Pore-lining chlorites in siliciclastic reservoir sandstones: electron microprobe, SEM and XRD data, and implications for their origin

Abstract

Pore-lining chlorites are often responsible for the preservation of porosity in deeply buried sandstones because they inhibit the formation of quartz overgrowths, but little is understood about when and how they form. Chemical analyses and XRD data indicate that there are at least two common types: Fe-rich, and Mg-rich. The Fe-rich examples occur as individual euhedral crystals, are invariably interstratified with 7 Å layers (probably berthierine) and form as the Ib β = 90° polytype at low temperatures. With increasing temperature, their chemistry changes, 7 Å layers are lost, crystal size increases, and eventually they transform to the high temperature IIb β = 97° polytype.

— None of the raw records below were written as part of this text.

//! Tool invocation listener contract (§4.13).

use async_trait::async_trait;
use serde_json::Value;

use super::tool::{Tool, ToolContext, ToolResult};
use crate::error::{GraphError, GraphResult};
use std::sync::Arc;

/// Carries everything a listener might want to log or correlate (§4.13).
#[derive(Clone)]
pub struct ToolInvocationContext {
    pub tool: Arc<dyn Tool>,
    pub tool_context: ToolContext,
    pub params: Value,
    pub attempt_number: u32,
}

/// `onInvoke`/`onSuccess`/`onFailure`/`onComplete` hooks around one tool
/// call. `onComplete` always fires, even when `execute` raises; `onSuccess`
/// fires on `Ok(ToolResult)` regardless of `ToolResult.ok`; `onFailure` fires
/// only when `execute` itself returns `Err` (§4.13).
#[async_trait]
pub trait ToolLifecycleListener: Send + Sync {
    async fn on_invoke(&self, _ctx: &ToolInvocationContext) {}
    async fn on_success(&self, _ctx: &ToolInvocationContext, _result: &ToolResult, _duration_ms: u64) {}
    async fn on_failure(&self, _ctx: &ToolInvocationContext, _error: &GraphError, _duration_ms: u64) {}
    async fn on_complete(&self, _ctx: &ToolInvocationContext) {}
}

/// Invokes `tool.execute`, threading it through every listener in order.
/// Shared by `ToolNode`'s plain fallback `run` and the runner's
/// retry-wrapped dispatch path (§4.4 ToolNode note: "never executed
/// directly by the runner — the runner calls a helper that also threads
/// lifecycle listeners and retry").
pub async fn invoke_tool_with_listeners(
    tool: Arc<dyn Tool>,
    params: Value,
    tool_context: ToolContext,
    attempt_number: u32,
    listeners: &[Arc<dyn ToolLifecycleListener>],
) -> GraphResult<ToolResult> {
    let ctx = ToolInvocationContext {
        tool: tool.clone(),
        tool_context: tool_context.clone(),
        params: params.clone(),
        attempt_number,
    };
    for l in listeners {
        l.on_invoke(&ctx).await;
    }
    let start = std::time::Instant::now();
    let outcome = tool.execute(params, tool_context).await;
    let duration_ms = start.elapsed().as_millis() as u64;
    match &outcome {
        Ok(result) => {
            for l in listeners {
                l.on_success(&ctx, result, duration_ms).await;
            }
        }
        Err(err) => {
            for l in listeners {
                l.on_failure(&ctx, err, duration_ms).await;
            }
        }
    }
    for l in listeners {
        l.on_complete(&ctx).await;
    }
    outcome
}

#[cfg(test)]
mod tests {
    use super::*;
    use crate::graph::tool::ToolResult as TR;
    use std::sync::atomic::{AtomicUsize, Ordering};

    struct OkTool;

    #[async_trait]
    impl Tool for OkTool {
        fn name(&self) -> &str {
            "ok"
        }
        fn description(&self) -> &str {
            "always ok"
        }
        fn schema(&self) -> Value {
            Value::Null
        }
        fn can_execute(&self, _p: &Value) -> bool {
            true
        }
        async fn execute(&self, params: Value, _ctx: ToolContext) -> GraphResult<TR> {
            Ok(TR::success(params))
        }
    }

    struct CountingListener {
        invoked: AtomicUsize,
        completed: AtomicUsize,
    }

    #[async_trait]
    impl ToolLifecycleListener for CountingListener {
        async fn on_invoke(&self, _ctx: &ToolInvocationContext) {
            self.invoked.fetch_add(1, Ordering::SeqCst);
        }
        async fn on_complete(&self, _ctx: &ToolInvocationContext) {
            self.completed.fetch_add(1, Ordering::SeqCst);
        }
    }

    #[tokio::test]
    async fn on_complete_always_fires() {
        let listener = Arc::new(CountingListener {
            invoked: AtomicUsize::new(0),
            completed: AtomicUsize::new(0),
        });
        let listeners: Vec<Arc<dyn ToolLifecycleListener>> = vec![listener.clone()];
        let _ = invoke_tool_with_listeners(
            Arc::new(OkTool),
            Value::Null,
            ToolContext::default(),
            1,
            &listeners,
        )
        .await
        .unwrap();
        assert_eq!(listener.invoked.load(Ordering::SeqCst), 1);
        assert_eq!(listener.completed.load(Ordering::SeqCst), 1);
    }
}
//! Redis Streams-backed lifecycle event bus (§4.11).
//!
//! Persistent append via `XADD`, consumer-group delivery via `XREADGROUP`,
//! polled on an interval rather than blocking indefinitely so the poll task
//! can be cancelled cleanly between runs.

use std::sync::Arc;
use std::time::Duration;

use async_trait::async_trait;
use redis::AsyncCommands;
use tokio::sync::{mpsc, Mutex};
use tokio_stream::wrappers::ReceiverStream;
use tokio_stream::Stream;

use super::events::LifecycleEvent;
use crate::cache::CacheError;

/// Redis Streams implementation of [`super::events::LifecycleEventBus`].
///
/// Every topic maps to its own stream key (`{stream_prefix}:{topic}`);
/// `subscribe` spins up a background poll task per call using a dedicated
/// consumer group so independent subscribers don't steal each other's
/// deliveries.
pub struct RedisLifecycleEventBus {
    client: redis::Client,
    stream_prefix: String,
    poll_interval: Duration,
}

impl RedisLifecycleEventBus {
    pub fn new(url: &str, stream_prefix: impl Into<String>) -> Result<Self, CacheError> {
        let client = redis::Client::open(url).map_err(|e| CacheError::Backend(e.to_string()))?;
        Ok(RedisLifecycleEventBus {
            client,
            stream_prefix: stream_prefix.into(),
            poll_interval: Duration::from_millis(200),
        })
    }

    fn stream_key(&self, topic_prefix: &str) -> String {
        format!("{}:{}", self.stream_prefix, topic_prefix)
    }

    async fn connection(&self) -> Result<redis::aio::ConnectionManager, CacheError> {
        self.client
            .get_connection_manager()
            .await
            .map_err(|e| CacheError::Backend(e.to_string()))
    }
}

#[async_trait]
impl super::events::LifecycleEventBus for RedisLifecycleEventBus {
    async fn publish(&self, event: LifecycleEvent) {
        let Ok(mut conn) = self.connection().await else {
            tracing::warn!("redis lifecycle bus: failed to connect for publish");
            return;
        };
        let Ok(payload) = serde_json::to_string(&event) else {
            return;
        };
        let key = self.stream_key(&event.topic);
        let result: Result<String, _> = conn.xadd(&key, "*", &[("event", payload.as_str())]).await;
        if let Err(err) = result {
            tracing::warn!(?err, "redis lifecycle bus: publish failed (best-effort, ignored)");
        }
    }

    async fn subscribe(&self, topic_prefix: &str) -> Box<dyn Stream<Item = LifecycleEvent> + Send + Unpin> {
        let (tx, rx) = mpsc::channel(256);
        let client = self.client.clone();
        let key = self.stream_key(topic_prefix);
        let poll_interval = self.poll_interval;
        tokio::spawn(async move {
            poll_stream(client, key, tx, poll_interval).await;
        });
        Box::new(ReceiverStream::new(rx))
    }

    async fn history(&self, topic_prefix: &str) -> Vec<LifecycleEvent> {
        let Ok(mut conn) = self.connection().await else {
            return Vec::new();
        };
        let key = self.stream_key(topic_prefix);
        let entries: Result<Vec<(String, Vec<(String, String)>)>, _> =
            conn.xrange_all(&key).await.map(flatten_stream_reply);
        entries
            .unwrap_or_default()
            .into_iter()
            .filter_map(|(_, fields)| {
                fields
                    .iter()
                    .find(|(f, _)| f == "event")
                    .and_then(|(_, v)| serde_json::from_str(v).ok())
            })
            .collect()
    }
}

async fn poll_stream(
    client: redis::Client,
    key: String,
    tx: mpsc::Sender<LifecycleEvent>,
    poll_interval: Duration,
) {
    let Ok(mut conn) = client.get_connection_manager().await else {
        return;
    };
    let mut last_id = "$".to_string();
    loop {
        if tx.is_closed() {
            return;
        }
        let opts = redis::streams::StreamReadOptions::default().block(poll_interval.as_millis() as usize);
        let reply: redis::RedisResult<redis::streams::StreamReadReply> =
            conn.xread_options(&[&key], &[&last_id], &opts).await;
        if let Ok(reply) = reply {
            for stream_key in reply.keys {
                for id in stream_key.ids {
                    last_id = id.id.clone();
                    if let Some(redis::Value::BulkString(raw)) = id.map.get("event") {
                        if let Ok(s) = std::str::from_utf8(raw) {
                            if let Ok(event) = serde_json::from_str::<LifecycleEvent>(s) {
                                let _ = tx.send(event).await;
                            }
                        }
                    }
                }
            }
        }
    }
}

fn flatten_stream_reply(reply: Vec<redis::streams::StreamId>) -> Vec<(String, Vec<(String, String)>)> {
    reply
        .into_iter()
        .map(|entry| {
            let fields = entry
                .map
                .into_iter()
                .filter_map(|(k, v)| match v {
                    redis::Value::BulkString(raw) => {
                        String::from_utf8(raw).ok().map(|s| (k, s))
                    }
                    _ => None,
                })
                .collect();
            (entry.id, fields)
        })
        .collect()
}

/// Shared handle wiring both buses to the same Redis connection, used by
/// `GraphBuilder` when the `redis-backend` feature is enabled.
pub fn redis_event_buses(url: &str, prefix: &str) -> Result<Arc<RedisLifecycleEventBus>, CacheError> {
    Ok(Arc::new(RedisLifecycleEventBus::new(url, prefix)?))
}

The Mg-rich examples occur as boxwork arrangements of crystals, are not interstratified with 7 Å layers and are exclusively the IIb β = 97° polytype. The Fe-rich examples occur most frequently in sandstones that were deposited at the transition between marine and non-marine environments and the presence of Fe-rich oolites in many samples suggests a link to the ironstone facies. They probably formed originally at surface or near-surface conditions as a 7 Å mineral, such as berthierine or even odinite, in a fresh water/marine water mixing zone in tropical regions. The Mg-rich varieties tend to be found in aeolian or sabkha sandstones in close association with evaporites. They are probably replacements of Mg-rich smectites via the intermediate mineral corrensite. Precursor Mg-rich smectites formed originally from evaporite brines at near-surface conditions; chlorite itself was not formed until temperatures were high enough to crystallize the IIb β = 97° polytype.